Borges – Mi è piaciuto quello che hai scritto di Turgenev. L’ho incontrato poco dopo la mia morte. Mi disse di nutrire un affetto particolare per il mio racconto «Funes o della memoria»e mi invitò a partecipare alla sessione notturna di Pinnacolo con altri scrittori russi e francesi. Rifiutai l’invito, ovviamente, ma immaginai una storia d’amore non corrisposto, che finiva male, tra la regina di picche e il fante di quadri. Il gioco del Pinnacolo è interessante già per il fatto che sono previste solo carte più alte dell’otto, ossia il segno dell’infinito in verticale.
Bolaño – E tu ti sei complimentato con lui?
Borges – Gli ho detto che pensavo avesse sbagliato con Rudin.
Bolaño – Va bene, però quando lo scrisse era giovane, a quel tempo non sapeva ancora niente della vita. Ho sempre creduto che avrebbe potuto farne un bel film. Si potrebbe ancora, sempre che Hollywood non trovi un testimone che smentisca la morte di Rudin sulle barricate di Parigi.
Borges – Vista la mia condizione, non dovrò usarlo per il cinema.

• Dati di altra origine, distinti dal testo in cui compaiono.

// 6.5 custody.rs: collateral moves between trader accounts and the perp vault.
// the engine calls the bank last in every operation, so a failed transfer aborts the whole write set.

use rust_decimal::Decimal;
use serde::{Deserialize, Serialize};
use std::collections::HashMap;

use crate::events::TransferDirection;
use crate::types::{Coin, TraderAddr};

// Errors from the bank
#[derive(Debug, Clone, PartialEq, Eq, thiserror::Error)]
pub enum BankError {
    #[error("insufficient {denom} balance for {holder}: available {available}, requested {requested}")]
    InsufficientBalance {
        holder: String,
        denom: String,
        available: Decimal,
        requested: Decimal,
    },

    #[error("transfer amount must be positive, got {0}")]
    InvalidAmount(Decimal),

    #[error("bank rejected transfer: {0}")]
    Rejected(String),
}

// Trait for the token ledger. Implement this for the host chain's bank.
pub trait CollateralBank {
    fn send_from_account_to_vault(&mut self, trader: &TraderAddr, coin: &Coin) -> Result<(), BankError>;

    fn send_from_vault_to_account(&mut self, trader: &TraderAddr, coin: &Coin) -> Result<(), BankError>;
}

pub const VAULT_HOLDER: &str = "perp_vault";

// Balances book. One balance per (holder, denom); the vault is a holder like any other.
#[derive(Debug, Clone, Default, Serialize, Deserialize)]
pub struct VaultLedger {
    balances: HashMap<String, HashMap<String, Decimal>>,
    total_deposited: Decimal,
    total_withdrawn: Decimal,
}

impl VaultLedger {
    pub fn new() -> Self {
        Self::default()
    }

    // Credits a trader from outside the system (faucet, bridge deposit)
    pub fn fund_account(&mut self, trader: &TraderAddr, coin: &Coin) -> Result<(), BankError> {
        validate_amount(coin)?;
        *self.entry(trader.as_str(), &coin.denom) += coin.amount;
        Ok(())
    }

    // Seeds the vault, e.g. from an insurance allocation
    pub fn fund_vault(&mut self, coin: &Coin) -> Result<(), BankError> {
        validate_amount(coin)?;
        *self.entry(VAULT_HOLDER, &coin.denom) += coin.amount;
        Ok(())
    }

    pub fn balance(&self, trader: &TraderAddr, denom: &str) -> Decimal {
        self.balance_of(trader.as_str(), denom)
    }

    pub fn vault_balance(&self, denom: &str) -> Decimal {
        self.balance_of(VAULT_HOLDER, denom)
    }

    pub fn total_deposited(&self) -> Decimal {
        self.total_deposited
    }

    pub fn total_withdrawn(&self) -> Decimal {
        self.total_withdrawn
    }

    fn balance_of(&self, holder: &str, denom: &str) -> Decimal {
        self.balances
            .get(holder)
            .and_then(|b| b.get(denom))
            .copied()
            .unwrap_or(Decimal::ZERO)
    }

    fn entry(&mut self, holder: &str, denom: &str) -> &mut Decimal {
        self.balances
            .entry(holder.to_string())
            .or_default()
            .entry(denom.to_string())
            .or_insert(Decimal::ZERO)
    }

    fn transfer(&mut self, from: &str, to: &str, coin: &Coin) -> Result<(), BankError> {
        validate_amount(coin)?;
        let available = self.balance_of(from, &coin.denom);
        if available < coin.amount {
            return Err(BankError::InsufficientBalance {
                holder: from.to_string(),
                denom: coin.denom.clone(),
                available,
                requested: coin.amount,
            });
        }
        *self.entry(from, &coin.denom) -= coin.amount;
        *self.entry(to, &coin.denom) += coin.amount;
        Ok(())
    }
}

fn validate_amount(coin: &Coin) -> Result<(), BankError> {
    if coin.amount <= Decimal::ZERO {
        return Err(BankError::InvalidAmount(coin.amount));
    }
    Ok(())
}

impl CollateralBank for VaultLedger {
    fn send_from_account_to_vault(&mut self, trader: &TraderAddr, coin: &Coin) -> Result<(), BankError> {
        self.transfer(trader.as_str(), VAULT_HOLDER, coin)?;
        self.total_deposited += coin.amount;
        Ok(())
    }

    fn send_from_vault_to_account(&mut self, trader: &TraderAddr, coin: &Coin) -> Result<(), BankError> {
        self.transfer(VAULT_HOLDER, trader.as_str(), coin)?;
        self.total_withdrawn += coin.amount;
        Ok(())
    }
}

// Mock bank for testing. Records every transfer, never checks balances.
#[derive(Debug, Default)]
pub struct MockBank {
    transfers: Vec<(TransferDirection, TraderAddr, Coin)>,
    failure: Option<BankError>,
}

impl MockBank {
    pub fn new() -> Self {
        Self::default()
    }

    pub fn fail_with(&mut self, err: BankError) {
        self.failure = Some(err);
    }

    pub fn clear_failure(&mut self) {
        self.failure = None;
    }

    pub fn transfers(&self) -> &[(TransferDirection, TraderAddr, Coin)] {
        &self.transfers
    }

    fn record(&mut self, direction: TransferDirection, trader: &TraderAddr, coin: &Coin) -> Result<(), BankError> {
        if let Some(err) = &self.failure {
            return Err(err.clone());
        }
        self.transfers.push((direction, trader.clone(), coin.clone()));
        Ok(())
    }
}

impl CollateralBank for MockBank {
    fn send_from_account_to_vault(&mut self, trader: &TraderAddr, coin: &Coin) -> Result<(), BankError> {
        self.record(TransferDirection::ToVault, trader, coin)
    }

    fn send_from_vault_to_account(&mut self, trader: &TraderAddr, coin: &Coin) -> Result<(), BankError> {
        self.record(TransferDirection::FromVault, trader, coin)
    }
}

Bolaño – Ha fatto bene Hemingway a scegliere il libro Memorie di un cacciatore come uno dei suoi testi fondamentali. E anche Padri e figli. Infatti ha usato questo titolo di Turgenev per uno dei suoi racconti.
Borges – Di Hemingway ho scordato tutto, tranne il racconto «L’Invincibile», quello su Manuel García, il disgraziato e anziano matador dal destino fatale. Quando alla fine la spada incrociò il suo cammino, Manuel García infilò quattro dita e il pollice dentro al toro. Era stato incornato gravemente, voleva mischiare il suo sangue con quello dell’avversario. Hemingway aveva soli vent’anni quando scrisse questo racconto, eppure era già molto saggio.

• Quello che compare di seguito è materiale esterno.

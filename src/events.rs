// 11.0: every state change produces an event. the log is the replayable audit trail;
// it is committed together with the store writes of the same operation or not at all.

use crate::types::{Coin, Direction, SignedSize, Timestamp, TokenPair, TraderAddr};
use rust_decimal::Decimal;
use serde::{Deserialize, Serialize};

#[derive(Debug, Clone, Copy, PartialEq, Eq, PartialOrd, Ord, Serialize, Deserialize)]
pub struct EventId(pub u64);

#[derive(Debug, Clone, PartialEq, Eq, Serialize, Deserialize)]
pub struct Event {
    pub id: EventId,
    pub timestamp: Timestamp,
    pub block_height: i64,
    pub payload: EventPayload,
}

impl Event {
    pub fn new(id: EventId, timestamp: Timestamp, block_height: i64, payload: EventPayload) -> Self {
        Self {
            id,
            timestamp,
            block_height,
            payload,
        }
    }
}

#[derive(Debug, Clone, PartialEq, Eq, Serialize, Deserialize)]
pub enum EventPayload {
    // Pool events
    PoolCreated(PoolCreatedEvent),
    SnapshotSaved(SnapshotSavedEvent),
    SwapQuoteForBase(SwapEvent),
    SwapBaseForQuote(SwapEvent),

    // Margin events
    MarginChanged(MarginChangedEvent),
    Transfer(TransferEvent),

    // Position events
    PositionChanged(PositionChangedEvent),
    PositionClosed(PositionClosedEvent),

    // Funding and risk events
    FundingRateChanged(FundingRateChangedEvent),
    BadDebt(BadDebtEvent),
}

impl EventPayload {
    pub fn pair(&self) -> Option<&TokenPair> {
        match self {
            EventPayload::PoolCreated(e) => Some(&e.pair),
            EventPayload::SnapshotSaved(e) => Some(&e.pair),
            EventPayload::SwapQuoteForBase(e) | EventPayload::SwapBaseForQuote(e) => Some(&e.pair),
            EventPayload::MarginChanged(e) => Some(&e.pair),
            EventPayload::Transfer(_) => None,
            EventPayload::PositionChanged(e) => Some(&e.pair),
            EventPayload::PositionClosed(e) => Some(&e.pair),
            EventPayload::FundingRateChanged(e) => Some(&e.pair),
            EventPayload::BadDebt(e) => Some(&e.pair),
        }
    }
}

#[derive(Debug, Clone, PartialEq, Eq, Serialize, Deserialize)]
pub struct PoolCreatedEvent {
    pub pair: TokenPair,
    pub quote_asset_reserve: Decimal,
    pub base_asset_reserve: Decimal,
}

#[derive(Debug, Clone, PartialEq, Eq, Serialize, Deserialize)]
pub struct SnapshotSavedEvent {
    pub pair: TokenPair,
    pub counter: u64,
    pub quote_asset_reserve: Decimal,
    pub base_asset_reserve: Decimal,
}

/// `quote_amount` and `base_amount` are the absolute legs of the trade
#[derive(Debug, Clone, PartialEq, Eq, Serialize, Deserialize)]
pub struct SwapEvent {
    pub pair: TokenPair,
    pub direction: Direction,
    pub quote_amount: Decimal,
    pub base_amount: Decimal,
}

#[derive(Debug, Clone, PartialEq, Eq, Serialize, Deserialize)]
pub struct MarginChangedEvent {
    pub pair: TokenPair,
    pub trader: TraderAddr,
    pub margin_delta: Decimal,
    pub new_margin: Decimal,
    pub funding_payment: Decimal,
}

#[derive(Debug, Clone, PartialEq, Eq, Serialize, Deserialize)]
pub enum TransferDirection {
    ToVault,
    FromVault,
}

#[derive(Debug, Clone, PartialEq, Eq, Serialize, Deserialize)]
pub struct TransferEvent {
    pub trader: TraderAddr,
    pub coin: Coin,
    pub direction: TransferDirection,
}

#[derive(Debug, Clone, PartialEq, Eq, Serialize, Deserialize)]
pub struct PositionChangedEvent {
    pub pair: TokenPair,
    pub trader: TraderAddr,
    pub exchanged_quote: Decimal,
    pub exchanged_size: Decimal,
    pub size: SignedSize,
    pub margin: Decimal,
    pub open_notional: Decimal,
    pub mark_price: Decimal,
    pub funding_payment: Decimal,
}

#[derive(Debug, Clone, PartialEq, Eq, Serialize, Deserialize)]
pub struct PositionClosedEvent {
    pub pair: TokenPair,
    pub trader: TraderAddr,
    pub closed_size: SignedSize,
    pub exit_notional: Decimal,
    pub realized_pnl: Decimal,
    pub margin_returned: Decimal,
}

#[derive(Debug, Clone, PartialEq, Eq, Serialize, Deserialize)]
pub struct FundingRateChangedEvent {
    pub pair: TokenPair,
    pub mark_twap: Decimal,
    pub index_price: Decimal,
    pub premium_fraction: Decimal,
    pub cumulative_premium_fraction: Decimal,
}

#[derive(Debug, Clone, PartialEq, Eq, Serialize, Deserialize)]
pub struct BadDebtEvent {
    pub pair: TokenPair,
    pub trader: TraderAddr,
    pub bad_debt: Decimal,
}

Bolaño – Di questi tempi va di moda scagliarsi contro Hemingway. Io lo ammiro per aver reso merito alle sue influenze più significative. Camus ha preso il suo stile da Hemingway e da James M. Cain.

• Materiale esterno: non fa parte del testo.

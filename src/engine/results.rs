// 8.0.2: result types and errors for engine operations.

use crate::amm::AmmError;
use crate::config::ConfigError;
use crate::custody::BankError;
use crate::math::MathError;
use crate::oracle::OracleError;
use crate::position::Position;
use crate::store::StoreError;
use crate::types::{Coin, Side, TokenPair, TraderAddr, TypeError};
use crate::vpool::VpoolError;
use rust_decimal::Decimal;

#[derive(Debug, Clone, PartialEq, Eq)]
pub struct RemoveMarginResult {
    pub margin_out: Coin,
    pub funding_payment: Decimal,
    pub position: Position,
}

/// Outcome of opening, increasing or closing a position.
#[derive(Debug, Clone, PartialEq, Eq)]
pub struct PositionResult {
    pub position: Position,
    pub exchanged_quote: Decimal,
    pub exchanged_size: Decimal,
    pub realized_pnl: Decimal,
    pub bad_debt: Decimal,
    pub funding_payment: Decimal,
    // positive: trader -> vault, negative: vault -> trader
    pub margin_to_vault: Decimal,
}

#[derive(Debug, Clone, PartialEq, Eq)]
pub struct FundingResult {
    pub mark_twap: Decimal,
    pub index_price: Decimal,
    pub premium_fraction: Decimal,
    pub cumulative_premium_fraction: Decimal,
}

#[derive(Debug, Clone, PartialEq, Eq, thiserror::Error)]
pub enum EngineError {
    #[error("Position not found for {trader} on {pair}")]
    PositionNotFound { pair: TokenPair, trader: TraderAddr },

    #[error("Pair metadata not found for {0}")]
    PairMetadataNotFound(TokenPair),

    #[error("Invalid margin denom: expected {expected}, got {got}")]
    InvalidMarginDenom { expected: String, got: String },

    #[error("Margin must be positive, got {0}")]
    NonPositiveMargin(Decimal),

    #[error("Leverage {leverage} must be within (0, {max_leverage}]")]
    InvalidLeverage {
        leverage: Decimal,
        max_leverage: Decimal,
    },

    #[error("Position is {existing:?}, cannot add a {requested:?} trade")]
    PositionSideMismatch { existing: Side, requested: Side },

    #[error("Trade of {0} quote moves no base")]
    EmptyTrade(Decimal),

    #[error("Position has bad debt of {0}")]
    HasBadDebt(Decimal),

    #[error("Not enough free collateral: {0}")]
    InsufficientFreeCollateral(Decimal),

    #[error("Margin ratio {ratio} did not meet base {base} (larger_than_or_equal_to = {larger_than_or_equal_to})")]
    MarginRatioViolation {
        ratio: Decimal,
        base: Decimal,
        larger_than_or_equal_to: bool,
    },

    #[error("Pool error: {0}")]
    Amm(#[from] AmmError),

    #[error("Oracle error: {0}")]
    Oracle(#[from] OracleError),

    #[error("Bank error: {0}")]
    Bank(#[from] BankError),

    #[error("Store error: {0}")]
    Store(#[from] StoreError),

    #[error("Math error: {0}")]
    Math(#[from] MathError),

    #[error("Invalid input: {0}")]
    Type(#[from] TypeError),

    #[error("Config error: {0}")]
    Config(#[from] ConfigError),
}

impl From<VpoolError> for EngineError {
    fn from(err: VpoolError) -> Self {
        EngineError::Amm(AmmError::Vpool(err))
    }
}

Borges – Sei sfrontato, Bolaño, ma serio, piuttosto divertente e un pessimo critico. Vieni a cercarmi quando sarai morto. Avremo molto tempo per discutere.
Bolaño – E come faccio a trovarti? Ormai sei morto da anni e ancora non sei riuscito a incontrare Melville.
Borges – Magari succederà. C’è un gran via vai per questi corridoi. Forse lui non vuole parlare. Ho sentito dire che è ancora amareggiato per non essere riuscito a pubblicare in vita il suo capolavoro Billy Bud. Io e te siamo destinati a scontrarci prima o poi. Quando accadrà ti dirò cosa manca alla tua opera.
Bolaño – Cosa manca? Perché non me lo dici adesso che posso ancora scrivere.
Borges – Riguarda «Il sud». È lì la chiave.
Jorge Luis Borges svanisce. Bolaño guarda in ogni direzione, ma il fantasma se n’è andato.
Bolaño – Diamine, odio i misteri! Questo potrebbe essere un racconto scritto da me, un racconto senza soluzione. Solo Borges avrebbe saputo scriverlo meglio.